Each line below that holds the word "debug" counts once; state the total number of such lines and nothing else.

Extracted entries:
BEGIN

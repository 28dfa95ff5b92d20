use std::time::Duration;

use async_trait::async_trait;
use quiz_core::model::{
    RawTestDetail, ResultPayload, ResultRecord, TestDetail, TestId, TestSummary,
};
use reqwest::Client;
use serde::de::DeserializeOwned;
use url::Url;

use crate::error::NetworkError;

/// Remote quiz service endpoints consumed by the client.
#[async_trait]
pub trait QuizApi: Send + Sync {
    /// `GET /quiz/tests`
    async fn fetch_catalog(&self) -> Result<Vec<TestSummary>, NetworkError>;

    /// `GET /quiz/test/{id}`
    async fn fetch_test(&self, id: &TestId) -> Result<TestDetail, NetworkError>;

    /// `GET /quiz/results?last=N`
    async fn fetch_results(&self, last: u32) -> Result<Vec<ResultRecord>, NetworkError>;

    /// `POST /quiz/result`; the response body is ignored.
    async fn post_result(&self, payload: &ResultPayload) -> Result<(), NetworkError>;
}

/// `reqwest` implementation of [`QuizApi`].
#[derive(Clone)]
pub struct HttpQuizApi {
    client: Client,
    base_url: Url,
}

impl HttpQuizApi {
    /// Build a client with a per-request timeout.
    ///
    /// # Errors
    ///
    /// Returns `reqwest::Error` if the TLS backend cannot be initialised.
    pub fn new(base_url: Url, timeout: Duration) -> Result<Self, reqwest::Error> {
        let client = Client::builder().timeout(timeout).build()?;
        Ok(Self { client, base_url })
    }

    #[must_use]
    pub fn base_url(&self) -> &Url {
        &self.base_url
    }

    fn endpoint(&self, segments: &[&str]) -> Result<Url, NetworkError> {
        endpoint(&self.base_url, segments)
    }

    async fn get_json<T: DeserializeOwned>(&self, url: Url) -> Result<T, NetworkError> {
        tracing::debug!(%url, "GET");
        let response = self.client.get(url).send().await?;
        if !response.status().is_success() {
            return Err(NetworkError::Status(response.status().as_u16()));
        }
        let body = response.bytes().await?;
        decode(&body)
    }
}

#[async_trait]
impl QuizApi for HttpQuizApi {
    async fn fetch_catalog(&self) -> Result<Vec<TestSummary>, NetworkError> {
        let url = self.endpoint(&["quiz", "tests"])?;
        let raw: Vec<TestSummary> = self.get_json(url).await?;
        validate_catalog(raw)
    }

    async fn fetch_test(&self, id: &TestId) -> Result<TestDetail, NetworkError> {
        let url = self.endpoint(&["quiz", "test", id.as_str()])?;
        let raw: RawTestDetail = self.get_json(url).await?;
        TestDetail::from_raw(id.clone(), raw).map_err(|e| NetworkError::Malformed(e.to_string()))
    }

    async fn fetch_results(&self, last: u32) -> Result<Vec<ResultRecord>, NetworkError> {
        let mut url = self.endpoint(&["quiz", "results"])?;
        url.query_pairs_mut().append_pair("last", &last.to_string());
        self.get_json(url).await
    }

    async fn post_result(&self, payload: &ResultPayload) -> Result<(), NetworkError> {
        let url = self.endpoint(&["quiz", "result"])?;
        tracing::debug!(%url, score = payload.score, total = payload.total, "POST");
        let response = self
            .client
            .post(url)
            .header(reqwest::header::ACCEPT, "application/json")
            .json(payload)
            .send()
            .await?;

        if !response.status().is_success() {
            return Err(NetworkError::Status(response.status().as_u16()));
        }
        Ok(())
    }
}

fn endpoint(base: &Url, segments: &[&str]) -> Result<Url, NetworkError> {
    let mut url = base.clone();
    url.path_segments_mut()
        .map_err(|()| NetworkError::Transport(format!("base url cannot hold a path: {base}")))?
        .pop_if_empty()
        .extend(segments);
    Ok(url)
}

fn decode<T: DeserializeOwned>(body: &[u8]) -> Result<T, NetworkError> {
    serde_json::from_slice(body).map_err(|e| NetworkError::Malformed(e.to_string()))
}

/// Reject the whole catalog if any entry is unusable, rather than showing holes.
fn validate_catalog(raw: Vec<TestSummary>) -> Result<Vec<TestSummary>, NetworkError> {
    raw.into_iter()
        .map(|summary| {
            summary
                .validate()
                .map_err(|e| NetworkError::Malformed(e.to_string()))
        })
        .collect()
}

#[cfg(test)]
mod tests {
    use super::*;

    fn base() -> Url {
        Url::parse("https://quiz.example/api/").unwrap()
    }

    #[test]
    fn endpoints_stay_under_base_path() {
        let url = endpoint(&base(), &["quiz", "tests"]).unwrap();
        assert_eq!(url.as_str(), "https://quiz.example/api/quiz/tests");

        let url = endpoint(&base(), &["quiz", "test", "a/b c"]).unwrap();
        assert_eq!(url.as_str(), "https://quiz.example/api/quiz/test/a%2Fb%20c");
    }

    #[test]
    fn catalog_payload_is_validated() {
        let ok: Vec<TestSummary> = decode(
            br#"[{"id":"1","name":"A","description":"d","level":"easy","numberOfTasks":2}]"#,
        )
        .unwrap();
        assert_eq!(validate_catalog(ok).unwrap().len(), 1);

        let blank: Vec<TestSummary> =
            decode(br#"[{"id":" ","name":"A","numberOfTasks":2}]"#).unwrap();
        assert!(matches!(
            validate_catalog(blank),
            Err(NetworkError::Malformed(_))
        ));
    }

    #[test]
    fn catalog_fields_are_trimmed_at_the_boundary() {
        let raw: Vec<TestSummary> = decode(
            br#"[{"id":"m","name":"Math ","description":" algebra","level":"easy ","numberOfTasks":3}]"#,
        )
        .unwrap();
        let tests = validate_catalog(raw).unwrap();
        assert_eq!(tests[0].name(), "Math");
        assert_eq!(tests[0].description(), "algebra");
        assert_eq!(tests[0].level(), "easy");
    }

    #[test]
    fn undecodable_body_is_malformed() {
        let err = decode::<Vec<TestSummary>>(b"<html>oops</html>").unwrap_err();
        assert!(matches!(err, NetworkError::Malformed(_)));

        let err = decode::<RawTestDetail>(br#"{"tasks":[{"question":"q"}]}"#).unwrap_err();
        assert!(matches!(err, NetworkError::Malformed(_)));
    }
}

END

Result of the exercise:
2